Israel was the first country in the Middle East to recognize the People Republic of China (PRC), in 1950. Although the two states did not normalize their relations until 1992,[1] since then the bilateral relationship has developed extensively, especially in the economic sphere.[2] As Yellinek has established, “Starting in the early 2000s, ties between the two countries began to blossom, mostly because the Chinese government started to view Israel as a global technology hub and began seeking to capitalize on Israel’s innovation capabilities to help meet its own developmental needs and strategic challenges.”[3]

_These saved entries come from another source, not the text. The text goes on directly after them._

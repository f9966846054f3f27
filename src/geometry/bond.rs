use glam::Vec3;
use schemars::JsonSchema;
use serde::{Deserialize, Serialize};

use super::unit;
use crate::options::GeometryOptions;

/// Cross products with every component below this count as zero.
const ZERO_CROSS_EPSILON: f32 = 1e-5;

/// Covalent bond multiplicity, drawn as one to three parallel tubes.
#[derive(
    Debug,
    Clone,
    Copy,
    PartialEq,
    Eq,
    Hash,
    Default,
    Serialize,
    Deserialize,
    JsonSchema,
)]
#[serde(rename_all = "snake_case")]
pub enum BondOrder {
    /// One central tube.
    #[default]
    Single,
    /// Two tubes straddling the bond axis.
    Double,
    /// A central tube plus two outer tubes.
    Triple,
}

impl BondOrder {
    /// Map an electron-pair count to a bond order. Counts outside `1..=3`
    /// are drawn as single bonds.
    #[must_use]
    pub fn from_count(count: u8) -> Self {
        match count {
            1 => Self::Single,
            2 => Self::Double,
            3 => Self::Triple,
            other => {
                log::warn!("unsupported bond order {other}, drawing single");
                Self::Single
            }
        }
    }

    /// Number of electron pairs.
    #[must_use]
    pub fn count(self) -> u8 {
        match self {
            Self::Single => 1,
            Self::Double => 2,
            Self::Triple => 3,
        }
    }
}

/// Direction along which parallel bond tubes are offset: perpendicular to
/// the bond and to world up (or world +Z for vertical bonds).
fn offset_direction(axis: Vec3) -> Vec3 {
    let axis = unit(axis);
    let cross = axis.cross(Vec3::Y);
    let cross = if cross.abs().max_element() < ZERO_CROSS_EPSILON {
        axis.cross(Vec3::Z)
    } else {
        cross
    };
    unit(cross)
}

/// Endpoints of each tube drawn for a bond between `p1` and `p2`.
///
/// Single and triple bonds include the central `p1 -> p2` segment first;
/// double bonds are offset by `double_bond_offset` on either side, triple
/// bonds add outer tubes at `triple_bond_offset`.
#[must_use]
pub fn bond_segments(
    p1: Vec3,
    p2: Vec3,
    order: BondOrder,
    geometry: &GeometryOptions,
) -> Vec<(Vec3, Vec3)> {
    let dir = offset_direction(p1 - p2);
    match order {
        BondOrder::Single => vec![(p1, p2)],
        BondOrder::Double => {
            let offset = dir * geometry.double_bond_offset;
            vec![(p1 + offset, p2 + offset), (p1 - offset, p2 - offset)]
        }
        BondOrder::Triple => {
            let offset = dir * geometry.triple_bond_offset;
            vec![
                (p1, p2),
                (p1 + offset, p2 + offset),
                (p1 - offset, p2 - offset),
            ]
        }
    }
}

#[cfg(test)]
mod tests {
    use super::*;

    #[test]
    fn segment_counts_match_order() {
        let geom = GeometryOptions::default();
        for (order, n) in [
            (BondOrder::Single, 1),
            (BondOrder::Double, 2),
            (BondOrder::Triple, 3),
        ] {
            let segs = bond_segments(Vec3::ZERO, Vec3::X, order, &geom);
            assert_eq!(segs.len(), n);
            assert_eq!(order.count() as usize, n);
        }
    }

    #[test]
    fn double_bond_straddles_axis() {
        let geom = GeometryOptions::default();
        let segs =
            bond_segments(Vec3::ZERO, Vec3::X * 2.0, BondOrder::Double, &geom);
        let (a, b) = (segs[0].0, segs[1].0);
        assert!((a + b).length() < 1e-6);
        assert!(((a - b).length() - 2.0 * geom.double_bond_offset).abs() < 1e-5);
        // Offsets are perpendicular to the bond.
        assert!(a.dot(Vec3::X).abs() < 1e-6);
    }

    #[test]
    fn vertical_bond_offsets_along_fallback() {
        let geom = GeometryOptions::default();
        let segs =
            bond_segments(Vec3::Y, Vec3::ZERO, BondOrder::Triple, &geom);
        let offset = segs[1].0 - segs[0].0;
        assert!(offset.is_finite());
        assert!((offset.length() - geom.triple_bond_offset).abs() < 1e-5);
        assert!(offset.dot(Vec3::Y).abs() < 1e-6);
    }

    #[test]
    fn offsets_survive_extreme_bond_lengths() {
        let geom = GeometryOptions::default();
        for p2 in [Vec3::new(2e19, 0.0, 0.0), Vec3::new(1e-23, 0.0, 0.0)] {
            let segs = bond_segments(Vec3::ZERO, p2, BondOrder::Double, &geom);
            let shift = segs[0].0;
            assert!(shift.is_finite());
            assert!((shift.length() - geom.double_bond_offset).abs() < 1e-6);
            assert!(shift.dot(Vec3::X).abs() < 1e-6);
        }
    }

    #[test]
    fn unknown_counts_fall_back_to_single() {
        assert_eq!(BondOrder::from_count(2), BondOrder::Double);
        assert_eq!(BondOrder::from_count(0), BondOrder::Single);
        assert_eq!(BondOrder::from_count(5), BondOrder::Single);
    }
}
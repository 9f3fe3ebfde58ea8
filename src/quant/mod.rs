//! Post-training quantizer.
//!
//! Converts floating-point weights and activation metadata to fixed-point
//! (INT8/UINT8) with per-tensor or per-channel scale and zero point:
//! `real = scale * (quantized - zero_point)`. Calibration collects running
//! min/max (and a bounded value sample for percentile clipping); `quantize`
//! then rewrites constant payloads in place and tags every tensor with its
//! affine parameters so the backend stays consistent.

use std::collections::BTreeMap;

use statrs::statistics::{Data, OrderStatistics};

use crate::ir::{Attr, AttrKey, DataType, IRGraph, OpKind, TensorData};

/// Number of elements sampled per tensor for percentile calibration.
const SAMPLE_CAP: usize = 1000;

#[derive(Clone, Copy, Debug, PartialEq, Eq)]
pub enum CalibrationMethod {
    MinMax,
    Percentile,
}

#[derive(Clone, Debug)]
pub struct QuantConfig {
    pub weight_dtype: DataType,
    pub activation_dtype: DataType,
    pub per_channel_weights: bool,
    pub symmetric_weights: bool,
    pub symmetric_activations: bool,
    pub calibration: CalibrationMethod,
    /// Percentile (e.g. 99.99) used when `calibration` is `Percentile`.
    pub percentile: f64,
    /// Operator kinds whose weights are quantized.
    pub quantize_ops: Vec<OpKind>,
}

impl Default for QuantConfig {
    fn default() -> Self {
        Self {
            weight_dtype: DataType::I8,
            activation_dtype: DataType::U8,
            per_channel_weights: true,
            symmetric_weights: true,
            symmetric_activations: false,
            calibration: CalibrationMethod::MinMax,
            percentile: 99.99,
            quantize_ops: vec![
                OpKind::Conv2d,
                OpKind::DepthwiseConv2d,
                OpKind::FullyConnected,
            ],
        }
    }
}

/// Calibration samples for the graph inputs.
#[derive(Clone, Debug, Default)]
pub struct CalibrationData {
    samples: Vec<Vec<f32>>,
}

impl CalibrationData {
    pub fn new() -> Self {
        Self::default()
    }

    pub fn add_sample(&mut self, sample: Vec<f32>) {
        self.samples.push(sample);
    }

    pub fn num_samples(&self) -> usize {
        self.samples.len()
    }
}

#[derive(Clone, Debug)]
struct TensorStats {
    min: f32,
    max: f32,
    samples: Vec<f32>,
}

impl TensorStats {
    fn empty() -> Self {
        Self {
            min: f32::INFINITY,
            max: f32::NEG_INFINITY,
            samples: Vec::new(),
        }
    }

    fn observe(&mut self, values: &[f32]) {
        for &v in values {
            self.min = self.min.min(v);
            self.max = self.max.max(v);
        }
        let room = SAMPLE_CAP.saturating_sub(self.samples.len());
        self.samples.extend(values.iter().take(room));
    }
}

/// Symmetric 8-bit quantization: `scale = max(|min|,|max|) / 127`, zero
/// point 0. A constant-zero range degenerates to scale 1.0.
pub fn quantize_symmetric(data: &[f32]) -> (Vec<i8>, f32) {
    let abs_max = data.iter().fold(0.0f32, |m, &v| m.max(v.abs()));
    let scale = if abs_max > 0.0 { abs_max / 127.0 } else { 1.0 };
    let q = data
        .iter()
        .map(|&v| (v / scale).round().clamp(-128.0, 127.0) as i8)
        .collect();
    (q, scale)
}

/// Asymmetric 8-bit quantization: `scale = (max-min) / 255`,
/// `zero_point = round(-min/scale)` clamped to `[0, 255]`.
pub fn quantize_asymmetric(data: &[f32]) -> (Vec<u8>, f32, i32) {
    let (mut min, mut max) = (f32::INFINITY, f32::NEG_INFINITY);
    for &v in data {
        min = min.min(v);
        max = max.max(v);
    }
    let (scale, zero_point) = asymmetric_params(min, max);
    let q = data
        .iter()
        .map(|&v| (v / scale + zero_point as f32).round().clamp(0.0, 255.0) as u8)
        .collect();
    (q, scale, zero_point)
}

fn symmetric_params(min: f32, max: f32) -> (f32, i32) {
    let abs_max = min.abs().max(max.abs());
    let scale = if abs_max > 0.0 { abs_max / 127.0 } else { 1.0 };
    (scale, 0)
}

fn asymmetric_params(min: f32, max: f32) -> (f32, i32) {
    if max <= min {
        return (1.0, 0);
    }
    let scale = (max - min) / 255.0;
    let zero_point = (-min / scale).round().clamp(0.0, 255.0) as i32;
    (scale, zero_point)
}

/// Dequantize one symmetric INT8 value.
pub fn dequantize_symmetric(q: i8, scale: f32) -> f32 {
    q as f32 * scale
}

pub struct Quantizer {
    config: QuantConfig,
    stats: BTreeMap<String, TensorStats>,
    scale_map: BTreeMap<String, f32>,
    zero_point_map: BTreeMap<String, i32>,
}

impl Quantizer {
    pub fn new(config: QuantConfig) -> Self {
        Self {
            config,
            stats: BTreeMap::new(),
            scale_map: BTreeMap::new(),
            zero_point_map: BTreeMap::new(),
        }
    }

    /// Collect per-tensor min/max statistics: constant payloads contribute
    /// directly, calibration samples feed the graph inputs.
    pub fn calibrate(&mut self, graph: &IRGraph, data: &CalibrationData) {
        for (name, tensor) in &graph.tensors {
            let stats = self.stats.entry(name.clone()).or_insert_with(TensorStats::empty);
            if let Some(payload) = &tensor.data {
                stats.observe(&payload.as_f32());
            }
        }
        for input in &graph.inputs {
            let stats = self
                .stats
                .entry(input.clone())
                .or_insert_with(TensorStats::empty);
            for sample in &data.samples {
                stats.observe(sample);
            }
        }
        self.compute_params();
    }

    fn compute_params(&mut self) {
        for (name, stats) in &self.stats {
            if stats.min == f32::INFINITY {
                // nothing observed
                self.scale_map.insert(name.clone(), 1.0);
                self.zero_point_map.insert(name.clone(), 0);
                continue;
            }

            let (mut min, mut max) = (stats.min, stats.max);
            if self.config.calibration == CalibrationMethod::Percentile && !stats.samples.is_empty()
            {
                let mut data =
                    Data::new(stats.samples.iter().map(|&v| v as f64).collect::<Vec<f64>>());
                let tau = self.config.percentile / 100.0;
                min = data.quantile(1.0 - tau) as f32;
                max = data.quantile(tau) as f32;
            }

            let (scale, zero_point) = if self.config.symmetric_activations {
                symmetric_params(min, max)
            } else {
                asymmetric_params(min, max)
            };
            self.scale_map.insert(name.clone(), scale);
            self.zero_point_map.insert(name.clone(), zero_point);
        }
    }

    /// Rewrite weight payloads of allow-listed nodes to INT8, requantize
    /// biases to I32, and tag every tensor with scale/zero-point/dtype.
    pub fn quantize(&mut self, graph: &mut IRGraph) {
        for i in 0..graph.nodes.len() {
            if !self.config.quantize_ops.contains(&graph.nodes[i].op) {
                continue;
            }
            self.quantize_node_weights(graph, i);
        }

        for (name, tensor) in graph.tensors.iter_mut() {
            if tensor.data.is_some() {
                if !tensor.is_quantized {
                    // payload outside the allow-list keeps its data, tagged only
                    tensor.dtype = self.config.weight_dtype;
                }
            } else {
                tensor.dtype = self.config.activation_dtype;
            }
            tensor.scale = self.scale_map.get(name).copied().unwrap_or(1.0);
            tensor.zero_point = self.zero_point_map.get(name).copied().unwrap_or(0);
            tensor.is_quantized = true;
        }
    }

    fn quantize_node_weights(&mut self, graph: &mut IRGraph, node_idx: usize) {
        let node = graph.nodes[node_idx].clone();
        let Some(weight_name) = node.inputs.get(1) else {
            return;
        };
        let Some(weight_tensor) = graph.tensor(weight_name) else {
            return;
        };
        let Some(weight) = weight_tensor.data.as_ref().map(|d| d.as_f32()) else {
            return;
        };
        let out_ch = weight_tensor.shape.first().copied().unwrap_or(1);

        let (quantized, scales, zero_points) = if self.config.per_channel_weights && out_ch > 0 {
            per_channel_symmetric(&weight, out_ch)
        } else {
            let (q, scale) = quantize_symmetric(&weight);
            (q, vec![scale], vec![0])
        };

        {
            let t = graph.tensor_mut(weight_name).expect("weight exists");
            t.data = Some(TensorData::I8(quantized));
            t.dtype = self.config.weight_dtype;
            t.scale = scales[0];
            t.zero_point = zero_points[0];
            t.is_quantized = true;
        }
        self.scale_map.insert(weight_name.clone(), scales[0]);
        self.zero_point_map.insert(weight_name.clone(), zero_points[0]);

        // Bias requantized to I32 with the (averaged, if per-channel) scale.
        let bias_scale = scales.iter().sum::<f32>() / scales.len() as f32;
        if let Some(bias_name) = node.inputs.get(2) {
            if let Some(bias_tensor) = graph.tensor_mut(bias_name) {
                if let Some(bias) = bias_tensor.data.as_ref().map(|d| d.as_f32()) {
                    let q: Vec<i32> = bias.iter().map(|&b| (b / bias_scale).round() as i32).collect();
                    bias_tensor.data = Some(TensorData::I32(q));
                    bias_tensor.dtype = DataType::I32;
                    bias_tensor.scale = bias_scale;
                    bias_tensor.zero_point = 0;
                    bias_tensor.is_quantized = true;
                    self.scale_map.insert(bias_name.clone(), bias_scale);
                    self.zero_point_map.insert(bias_name.clone(), 0);
                }
            }
        }

        let node = &mut graph.nodes[node_idx];
        node.set_attr(AttrKey::WeightScales, Attr::FloatVec(scales));
        node.set_attr(AttrKey::WeightZeroPoints, Attr::IntVec(zero_points));
    }

    pub fn scale_of(&self, tensor: &str) -> Option<f32> {
        self.scale_map.get(tensor).copied()
    }

    pub fn zero_point_of(&self, tensor: &str) -> Option<i32> {
        self.zero_point_map.get(tensor).copied()
    }
}

/// Independent symmetric scale per output channel (axis 0). Channel chunks
/// of a `[oc, ...]` row-major payload are contiguous, so quantization runs
/// chunk-wise in place order.
fn per_channel_symmetric(weight: &[f32], out_ch: usize) -> (Vec<i8>, Vec<f32>, Vec<i32>) {
    let per = weight.len() / out_ch;
    let mut quantized = Vec::with_capacity(weight.len());
    let mut scales = Vec::with_capacity(out_ch);
    let mut zero_points = Vec::with_capacity(out_ch);
    for oc in 0..out_ch {
        let chunk = &weight[oc * per..(oc + 1) * per];
        let (q, scale) = quantize_symmetric(chunk);
        quantized.extend(q);
        scales.push(scale);
        zero_points.push(0);
    }
    (quantized, scales, zero_points)
}

#[cfg(test)]
mod tests {
    use super::*;
    use crate::ir::builder::IRBuilder;

    #[test]
    fn test_symmetric_round_trip_bound() {
        let values = [-1.5f32, -0.3, 0.0, 0.7, 1.5];
        let (q, scale) = quantize_symmetric(&values);
        for (&v, &qv) in values.iter().zip(&q) {
            let back = dequantize_symmetric(qv, scale);
            assert!(
                (back - v).abs() <= scale / 2.0 + 1e-6,
                "value {} round-tripped to {} with scale {}",
                v,
                back,
                scale
            );
        }
    }

    #[test]
    fn test_zero_range_defaults_scale_one() {
        let (q, scale) = quantize_symmetric(&[0.0, 0.0]);
        assert_eq!(scale, 1.0);
        assert_eq!(q, vec![0, 0]);
        let (_, scale, zp) = quantize_asymmetric(&[2.5, 2.5]);
        assert_eq!(scale, 1.0);
        assert_eq!(zp, 0);
    }

    #[test]
    fn test_asymmetric_zero_point_in_range() {
        let (_, scale, zp) = quantize_asymmetric(&[-0.5, 2.0]);
        assert!((scale - 2.5 / 255.0).abs() < 1e-7);
        assert!((0..=255).contains(&zp));
    }

    #[test]
    fn test_per_channel_scales_are_independent() {
        // channel 0 in [-1,1], channel 1 in [-10,10]
        let weight = [1.0f32, -1.0, 10.0, -10.0];
        let (q, scales, zps) = per_channel_symmetric(&weight, 2);
        assert_eq!(scales.len(), 2);
        assert!((scales[0] - 1.0 / 127.0).abs() < 1e-7);
        assert!((scales[1] - 10.0 / 127.0).abs() < 1e-6);
        assert_eq!(q, vec![127, -127, 127, -127]);
        assert_eq!(zps, vec![0, 0]);
    }

    #[test]
    fn test_quantize_graph_rewrites_weights_and_bias() {
        let mut b = IRBuilder::new("m");
        b.add_input("x", vec![1, 4], DataType::F32);
        b.add_constant("w", vec![2, 4], TensorData::F32(vec![0.5; 8]));
        b.add_constant("bias", vec![2], TensorData::F32(vec![1.0, -1.0]));
        let out = b.fully_connected("x", "w", Some("bias"), None);
        b.add_output(&out);
        let mut g = b.build().unwrap();

        let mut quantizer = Quantizer::new(QuantConfig::default());
        quantizer.calibrate(&g, &CalibrationData::new());
        quantizer.quantize(&mut g);

        let w = g.tensor("w").unwrap();
        assert_eq!(w.dtype, DataType::I8);
        assert!(matches!(w.data, Some(TensorData::I8(_))));
        let bias = g.tensor("bias").unwrap();
        assert_eq!(bias.dtype, DataType::I32);
        // every tensor is tagged
        assert!(g.tensors.values().all(|t| t.is_quantized));
        // per-channel vectors live on the node
        assert!(matches!(
            g.nodes[0].attr(AttrKey::WeightScales),
            Some(Attr::FloatVec(v)) if v.len() == 2
        ));
    }

    #[test]
    fn test_allow_list_limits_weight_quantization() {
        let mut b = IRBuilder::new("m");
        b.add_constant("c1", vec![2], TensorData::F32(vec![1.0, 2.0]));
        b.add_input("x", vec![2], DataType::F32);
        let out = b.add("x", "c1");
        b.add_output(&out);
        let mut g = b.build().unwrap();

        let mut quantizer = Quantizer::new(QuantConfig::default());
        quantizer.calibrate(&g, &CalibrationData::new());
        quantizer.quantize(&mut g);

        // ADD is not in the allow-list: payload untouched but tagged
        let c1 = g.tensor("c1").unwrap();
        assert!(matches!(c1.data, Some(TensorData::F32(_))));
        assert!(c1.is_quantized);
    }
}
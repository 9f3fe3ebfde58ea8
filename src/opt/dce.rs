//! Dead-code elimination.
//!
//! Backward reachability from the declared graph outputs: a node survives
//! only if one of its outputs is reachable, a tensor only if it is
//! reachable or a graph input. Re-run after fusion, which orphans the
//! original intermediate tensors.

use std::collections::HashSet;

use super::Pass;
use crate::ir::IRGraph;

pub struct DeadCodeElimination;

impl Pass for DeadCodeElimination {
    fn name(&self) -> &'static str {
        "dead_code_elimination"
    }

    fn run(&self, graph: &mut IRGraph) -> Result<(), String> {
        let mut used: HashSet<String> = graph.outputs.iter().cloned().collect();

        // If any output of a node is used, all of its inputs are used.
        let mut changed = true;
        while changed {
            changed = false;
            for node in &graph.nodes {
                if node.outputs.iter().any(|o| used.contains(o)) {
                    for inp in &node.inputs {
                        if used.insert(inp.clone()) {
                            changed = true;
                        }
                    }
                }
            }
        }
        used.extend(graph.inputs.iter().cloned());

        graph
            .nodes
            .retain(|node| node.outputs.iter().any(|o| used.contains(o)));
        graph.tensors.retain(|name, _| used.contains(name));
        Ok(())
    }
}

#[cfg(test)]
mod tests {
    use super::*;
    use crate::ir::builder::IRBuilder;
    use crate::ir::DataType;

    fn graph_with_dead_branch() -> IRGraph {
        let mut b = IRBuilder::new("m");
        b.add_input("x", vec![1, 4], DataType::F32);
        let live = b.relu("x");
        let _dead = b.sigmoid("x");
        b.add_output(&live);
        b.build().unwrap()
    }

    #[test]
    fn test_removes_unreachable_branch() {
        let mut g = graph_with_dead_branch();
        assert_eq!(g.nodes.len(), 2);
        DeadCodeElimination.run(&mut g).unwrap();
        assert_eq!(g.nodes.len(), 1);
        assert_eq!(g.nodes[0].op, crate::ir::OpKind::Relu);
        // the dead branch's output tensor is gone too
        assert_eq!(g.tensors.len(), 2);
    }

    #[test]
    fn test_idempotent() {
        let mut g = graph_with_dead_branch();
        DeadCodeElimination.run(&mut g).unwrap();
        let nodes_once: Vec<String> = g.nodes.iter().map(|n| n.name.clone()).collect();
        let tensors_once: Vec<String> = g.tensors.keys().cloned().collect();
        DeadCodeElimination.run(&mut g).unwrap();
        let nodes_twice: Vec<String> = g.nodes.iter().map(|n| n.name.clone()).collect();
        let tensors_twice: Vec<String> = g.tensors.keys().cloned().collect();
        assert_eq!(nodes_once, nodes_twice);
        assert_eq!(tensors_once, tensors_twice);
    }

    #[test]
    fn test_keeps_graph_inputs_even_if_unconsumed() {
        let mut b = IRBuilder::new("m");
        b.add_input("x", vec![1, 4], DataType::F32);
        b.add_input("unused", vec![1, 4], DataType::F32);
        let out = b.relu("x");
        b.add_output(&out);
        let mut g = b.build().unwrap();
        DeadCodeElimination.run(&mut g).unwrap();
        assert!(g.tensor("unused").is_some());
    }
}
//! Tiling.
//!
//! Conv and fully-connected weights rarely fit the PE array or the weight
//! buffer whole. This pass picks output/input-channel tile sizes bounded by
//! the PE geometry, then halves the output-channel tile until the per-tile
//! weight footprint fits the weight buffer. The result lands on the node as
//! a tile configuration for the scheduler and code generator.

use super::Pass;
use crate::ir::{IRGraph, OpKind, TileConfig};
use crate::target::NpuConfig;

pub struct Tiling {
    pe_rows: usize,
    pe_cols: usize,
    weight_buf_bytes: usize,
}

impl Tiling {
    pub fn new(config: &NpuConfig) -> Self {
        Self {
            pe_rows: config.pe_rows,
            pe_cols: config.pe_cols,
            weight_buf_bytes: config.weight_buf_bytes(),
        }
    }
}

impl Pass for Tiling {
    fn name(&self) -> &'static str {
        "tiling"
    }

    fn run(&self, graph: &mut IRGraph) -> Result<(), String> {
        for i in 0..graph.nodes.len() {
            let node = &graph.nodes[i];
            let tile = match node.op {
                OpKind::Conv2d | OpKind::DepthwiseConv2d => {
                    let Some(weight) = node.inputs.get(1).and_then(|w| graph.tensor(w)) else {
                        continue;
                    };
                    if weight.shape.len() != 4 {
                        return Err(format!(
                            "conv weight '{}' has rank {}, expected 4",
                            weight.name,
                            weight.shape.len()
                        ));
                    }
                    let (out_ch, in_ch, kh, kw) =
                        (weight.shape[0], weight.shape[1], weight.shape[2], weight.shape[3]);
                    let width = weight.dtype.width();

                    let mut tile_oc = out_ch.min(self.pe_cols);
                    let tile_ic = in_ch.min(self.pe_rows);
                    while tile_oc * tile_ic * kh * kw * width > self.weight_buf_bytes && tile_oc > 1
                    {
                        tile_oc /= 2;
                    }
                    TileConfig {
                        tile_oc,
                        tile_ic,
                        tile_oh: 1,
                        tile_ow: 1,
                    }
                }
                OpKind::FullyConnected => {
                    let Some(weight) = node.inputs.get(1).and_then(|w| graph.tensor(w)) else {
                        continue;
                    };
                    let (out_features, in_features) = (weight.shape[0], weight.shape[1]);
                    TileConfig {
                        tile_oc: out_features.min(self.pe_cols),
                        tile_ic: in_features.min(self.pe_rows),
                        tile_oh: 1,
                        tile_ow: 1,
                    }
                }
                _ => continue,
            };
            graph.nodes[i].tile = Some(tile);
        }
        Ok(())
    }
}

#[cfg(test)]
mod tests {
    use super::*;
    use crate::ir::builder::IRBuilder;
    use crate::ir::{DataType, TensorData};

    #[test]
    fn test_tile_bounded_by_pe_array() {
        let mut b = IRBuilder::new("m");
        b.add_input("x", vec![1, 64, 8, 8], DataType::F32);
        b.add_constant("w", vec![128, 64, 3, 3], TensorData::F32(vec![0.0; 128 * 64 * 9]));
        let out = b.conv2d("x", "w", None, (3, 3), (1, 1), (1, 1), 1, None);
        b.add_output(&out);
        let mut g = b.build().unwrap();

        Tiling::new(&NpuConfig::edge16()).run(&mut g).unwrap();
        let tile = g.nodes[0].tile.unwrap();
        assert_eq!(tile.tile_oc, 16);
        assert_eq!(tile.tile_ic, 16);
    }

    #[test]
    fn test_tile_oc_halved_until_buffer_fits() {
        let mut b = IRBuilder::new("m");
        b.add_input("x", vec![1, 4, 8, 8], DataType::F32);
        b.add_constant("w", vec![8, 4, 3, 3], TensorData::F32(vec![0.0; 8 * 4 * 9]));
        let out = b.conv2d("x", "w", None, (3, 3), (1, 1), (1, 1), 1, None);
        b.add_output(&out);
        let mut g = b.build().unwrap();

        // per-tile f32 bytes = tile_oc * 4 * 3 * 3 * 4 = 144 * tile_oc
        Tiling {
            pe_rows: 16,
            pe_cols: 16,
            weight_buf_bytes: 300,
        }
        .run(&mut g)
        .unwrap();

        let tile = g.nodes[0].tile.unwrap();
        // 144 * 2 = 288 <= 300, 144 * 4 = 576 > 300
        assert_eq!(tile.tile_oc, 2);
        assert_eq!(tile.tile_ic, 4);
    }
}
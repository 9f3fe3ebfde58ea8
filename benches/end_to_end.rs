use criterion::{black_box, criterion_group, criterion_main, Criterion};

use edgenpu::ir::{DataType, TensorData};
use edgenpu::{compile, CompileOptions, IRBuilder, IRGraph, OptLevel};

fn cnn(channels: usize) -> IRGraph {
    let mut b = IRBuilder::new("bench_cnn");
    b.add_input("x", vec![1, 3, 32, 32], DataType::F32);
    b.add_constant(
        "c1.weight",
        vec![channels, 3, 3, 3],
        TensorData::F32(vec![0.02; channels * 27]),
    );
    b.add_constant("c1.bias", vec![channels], TensorData::F32(vec![0.1; channels]));
    let c1 = b.conv2d("x", "c1.weight", Some("c1.bias"), (3, 3), (1, 1), (1, 1), 1, None);
    let r1 = b.relu(&c1);
    let p1 = b.max_pool2d(&r1, (2, 2), (2, 2));
    b.add_constant(
        "c2.weight",
        vec![channels * 2, channels, 3, 3],
        TensorData::F32(vec![0.01; channels * 2 * channels * 9]),
    );
    let c2 = b.conv2d(&p1, "c2.weight", None, (3, 3), (1, 1), (1, 1), 1, None);
    let r2 = b.relu(&c2);
    let gap = b.global_avg_pool(&r2);
    let flat = b.reshape(&gap, vec![1, channels * 2]);
    b.add_constant(
        "fc.weight",
        vec![10, channels * 2],
        TensorData::F32(vec![0.05; 10 * channels * 2]),
    );
    let fc = b.fully_connected(&flat, "fc.weight", None, None);
    let out = b.softmax(&fc, -1);
    b.add_output(&out);
    b.build().unwrap()
}

fn bench_compile(c: &mut Criterion) {
    let graph = cnn(16);

    let o2 = CompileOptions::default();
    c.bench_function("compile_o2", |b| {
        b.iter(|| compile(black_box(graph.clone()), &o2).unwrap())
    });

    let o3_quant = CompileOptions {
        opt_level: OptLevel::O3,
        quantize: true,
        ..Default::default()
    };
    c.bench_function("compile_o3_quantized", |b| {
        b.iter(|| compile(black_box(graph.clone()), &o3_quant).unwrap())
    });
}

criterion_group!(benches, bench_compile);
criterion_main!(benches);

However, as this article demonstrates, the future of this bilateral relationship is clouded by Israel’s security concerns about growing Chinese involvement in the country’s critical infrastructure and hi-tech sectors, heightening strategic competition between China and the United States, skepticism about the prospects for building more robust economic ties, and the erosion of Israelis’ favorable opinions of China.

Israel’s National Security Concerns Are Growing

In recent years, Chinese companies have been involved in upgrading Israeli ports and in building infrastructure such as the Tel Aviv light rail. Most of these projects are associated with the Belt and Road Initiative (BRI). Although China invested in Israel before the BRI was launched, as Galia Lavi has emphasized, “the BRI provided the conceptual framework and brought Chinese government financial and diplomatic support into the picture.”[4] Lavi argues further that Chinese companies did “not necessarily win infrastructure tenders due to preferential treatment by Israel, but rather due to fewer foreign competitors” as it was for example in operating Haifa’s Bayport Terminal, where the Chinese company “was the sole bidder.”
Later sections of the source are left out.